Identifying the small subset of source code that repeatedly attracts bugs is critical for reducing long-term maintenance effort. We define ExtremelyBuggy methods as those involved in more than one bug fix and present the first large-scale study of their prevalence, characteristics, and predictability. Using a dataset of over 1.25 million methods from 98 open-source Java projects, we find that ExtremelyBuggy methods constitute only a tiny fraction of all methods, yet frequently account for a disproportionately large share of bugs. At their inception, these methods are significantly larger, more complex, less readable, and less maintainable than both singly-buggy and non-buggy methods. However, despite these measurable differences, a comprehensive evaluation of five machine learning models shows that early prediction of ExtremelyBuggy methods remains highly unreliable due to data imbalance, project heterogeneity, and the fact that many bugs emerge through subsequent evolution rather than initial implementation. To complement these quantitative findings, we conduct a thematic analysis of 265 ExtremelyBuggy methods, revealing recurring visual issues (e.g., confusing control flow, poor readability), contextual roles (e.g., core logic, data transformation, external resource handling), and common defect patterns (e.g., faulty conditionals, fragile error handling, misuse of variables). These results highlight the need for richer, evolution-aware representations of code and provide actionable insights for practitioners seeking to prioritize high-risk methods early in the development lifecycle.

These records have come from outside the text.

impl Opcode {
    /// Returns the byte this opcode is encoded as.
    #[must_use]
    pub fn to_byte(self) -> u8 {
        match self {
            Self::End => 0,
            Self::LiteralDouble => 1,
            Self::LiteralInt => 2,
            Self::LiteralString => 3,
            Self::FetchVal => 4,
            Self::FetchSval => 5,
            Self::Fetch(i) => FETCH_BASE + i.min(NUMERIC_ARGS as u8 - 1),
            Self::FetchStr(i) => FETCH_STR_BASE + i.min(STRING_ARGS as u8 - 1),
            Self::Store(i) => STORE_BASE + i.min(NUMERIC_ARGS as u8 - 1),
            Self::StoreStr(i) => STORE_STR_BASE + i.min(STRING_ARGS as u8 - 1),
            other => SIMPLE
                .iter()
                .position(|&op| op == other)
                .map_or(0, |i| SIMPLE_BASE + i as u8),
        }
    }

    /// Decodes an opcode byte.
    #[must_use]
    pub fn from_byte(byte: u8) -> Option<Self> {
        Some(match byte {
            0 => Self::End,
            1 => Self::LiteralDouble,
            2 => Self::LiteralInt,
            3 => Self::LiteralString,
            4 => Self::FetchVal,
            5 => Self::FetchSval,
            b if b < FETCH_STR_BASE => Self::Fetch(b - FETCH_BASE),
            b if b < STORE_BASE => Self::FetchStr(b - FETCH_STR_BASE),
            b if b < STORE_STR_BASE => Self::Store(b - STORE_BASE),
            b if b < SIMPLE_BASE => Self::StoreStr(b - STORE_STR_BASE),
            b => return SIMPLE.get(usize::from(b - SIMPLE_BASE)).copied(),
        })
    }

    /// Returns true for the functions followed by an argument-count byte.
    #[must_use]
    pub const fn is_vararg(self) -> bool {
        matches!(self, Self::Max | Self::Min | Self::Finite | Self::IsNan)
    }

    /// Returns true if the presence of this opcode makes an expression
    /// string-capable.
    #[must_use]
    pub const fn uses_string(self) -> bool {
        matches!(
            self,
            Self::FetchStr(_)
                | Self::FetchSval
                | Self::ToString
                | Self::Printf
                | Self::BinWrite
                | Self::Sscanf
                | Self::BinRead
                | Self::LiteralString
                | Self::Subrange
                | Self::Replace
                | Self::ArrayFetchStr
                | Self::TrEsc
                | Self::Esc
                | Self::Crc16
                | Self::Modbus
                | Self::Lrc
                | Self::AModbus
                | Self::Xor8
                | Self::AddXor8
                | Self::Len
        )
    }

    /// Returns the mnemonic for opcodes without a letter operand.
    #[must_use]
    pub const fn mnemonic(self) -> &'static str {
        match self {
            Self::End => "END",
            Self::LiteralDouble => "LITERAL_DOUBLE",
            Self::LiteralInt => "LITERAL_INT",
            Self::LiteralString => "LITERAL_STRING",
            Self::FetchVal => "VAL",
            Self::FetchSval => "SVAL",
            Self::Fetch(_) | Self::FetchStr(_) => "FETCH",
            Self::Store(_) | Self::StoreStr(_) => "STORE",
            Self::ArrayFetch => "A_FETCH",
            Self::ArrayFetchStr => "A_SFETCH",
            Self::ArrayStore => "A_STORE",
            Self::ArrayStoreStr => "A_SSTORE",
            Self::ConstPi => "CONST_PI",
            Self::ConstD2R => "CONST_D2R",
            Self::ConstR2D => "CONST_R2D",
            Self::ConstS2R => "CONST_S2R",
            Self::ConstR2S => "CONST_R2S",
            Self::Random => "RANDOM",
            Self::NormalRandom => "NORMAL_RNDM",
            Self::Neg => "UNARY_NEG",
            Self::Add => "ADD",
            Self::Sub => "SUB",
            Self::SubLast => "SUBLAST",
            Self::Mul => "MULT",
            Self::Div => "DIV",
            Self::Mod => "MODULO",
            Self::Power => "POWER",
            Self::Abs => "ABS_VAL",
            Self::Exp => "EXP",
            Self::Log10 => "LOG_10",
            Self::LogE => "LOG_E",
            Self::Sqrt => "SQU_RT",
            Self::Acos => "ACOS",
            Self::Asin => "ASIN",
            Self::Atan => "ATAN",
            Self::Atan2 => "ATAN2",
            Self::Cos => "COS",
            Self::Cosh => "COSH",
            Self::Sin => "SIN",
            Self::Sinh => "SINH",
            Self::Tan => "TAN",
            Self::Tanh => "TANH",
            Self::Ceil => "CEIL",
            Self::Floor => "FLOOR",
            Self::Nint => "NINT",
            Self::Finite => "FINITE",
            Self::IsInf => "ISINF",
            Self::IsNan => "ISNAN",
            Self::Max => "MAX",
            Self::Min => "MIN",
            Self::MaxVal => "MAX_VAL",
            Self::MinVal => "MIN_VAL",
            Self::RelOr => "REL_OR",
            Self::RelAnd => "REL_AND",
            Self::RelNot => "REL_NOT",
            Self::BitOr => "BIT_OR",
            Self::BitAnd => "BIT_AND",
            Self::BitXor => "BIT_EXCL_OR",
            Self::BitNot => "BIT_NOT",
            Self::ShiftRight => "RIGHT_SHIFT",
            Self::ShiftLeft => "LEFT_SHIFT",
            Self::NotEq => "NOT_EQ",
            Self::Less => "LESS_THAN",
            Self::LessEq => "LESS_OR_EQ",
            Self::Equal => "EQUAL",
            Self::GreaterEq => "GR_OR_EQ",
            Self::Greater => "GR_THAN",
            Self::CondIf => "COND_IF",
            Self::CondElse => "COND_ELSE",
            Self::CondEnd => "COND_END",
            Self::Until => "UNTIL",
            Self::UntilEnd => "UNTIL_END",
            Self::ToDouble => "TO_DOUBLE",
            Self::ToString => "TO_STRING",
            Self::Len => "LEN",
            Self::Byte => "BYTE",
            Self::Printf => "PRINTF",
            Self::Sscanf => "SSCANF",
            Self::BinRead => "BIN_READ",
            Self::BinWrite => "BIN_WRITE",
            Self::Subrange => "SUBRANGE",
            Self::Replace => "REPLACE",
            Self::TrEsc => "TR_ESC",
            Self::Esc => "ESC",
            Self::Crc16 => "CRC16",
            Self::Modbus => "MODBUS",
            Self::Lrc => "LRC",
            Self::AModbus => "AMODBUS",
            Self::Xor8 => "XOR8",
            Self::AddXor8 => "ADD_XOR8",
        }
    }
}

翻译：识别那些反复引发缺陷的少量源代码子集，对于降低长期维护成本至关重要。本研究将“极度易错方法”定义为涉及多次缺陷修复的代码方法，并首次对其普遍性、特征及可预测性展开大规模实证分析。基于98个开源Java项目中超过125万个方法的数据集，我们发现极度易错方法仅占全部方法的极小比例，却往往在缺陷总量中占据不成比例的巨大份额。在创建初期，这些方法相较于单次缺陷方法和无缺陷方法，具有显著更大的规模、更高的复杂度、更低的可读性与可维护性。然而，尽管存在这些可量化的差异，通过对五种机器学习模型的综合评估表明，由于数据不平衡、项目异质性以及大量缺陷源于后续演化而非初始实现等因素，对极度易错方法的早期预测仍具有高度不确定性。为补充量化分析结果，我们对265个极度易错方法进行了主题分析，揭示了其反复出现的视觉问题（如混乱的控制流、低可读性）、上下文角色（如核心逻辑、数据转换、外部资源处理）以及常见缺陷模式（如条件判断错误、脆弱的异常处理、变量误用）。这些结果凸显了需要构建更丰富、具备演化感知能力的代码表征方式，并为开发者在软件生命周期早期识别高风险方法提供了可操作的实践洞见。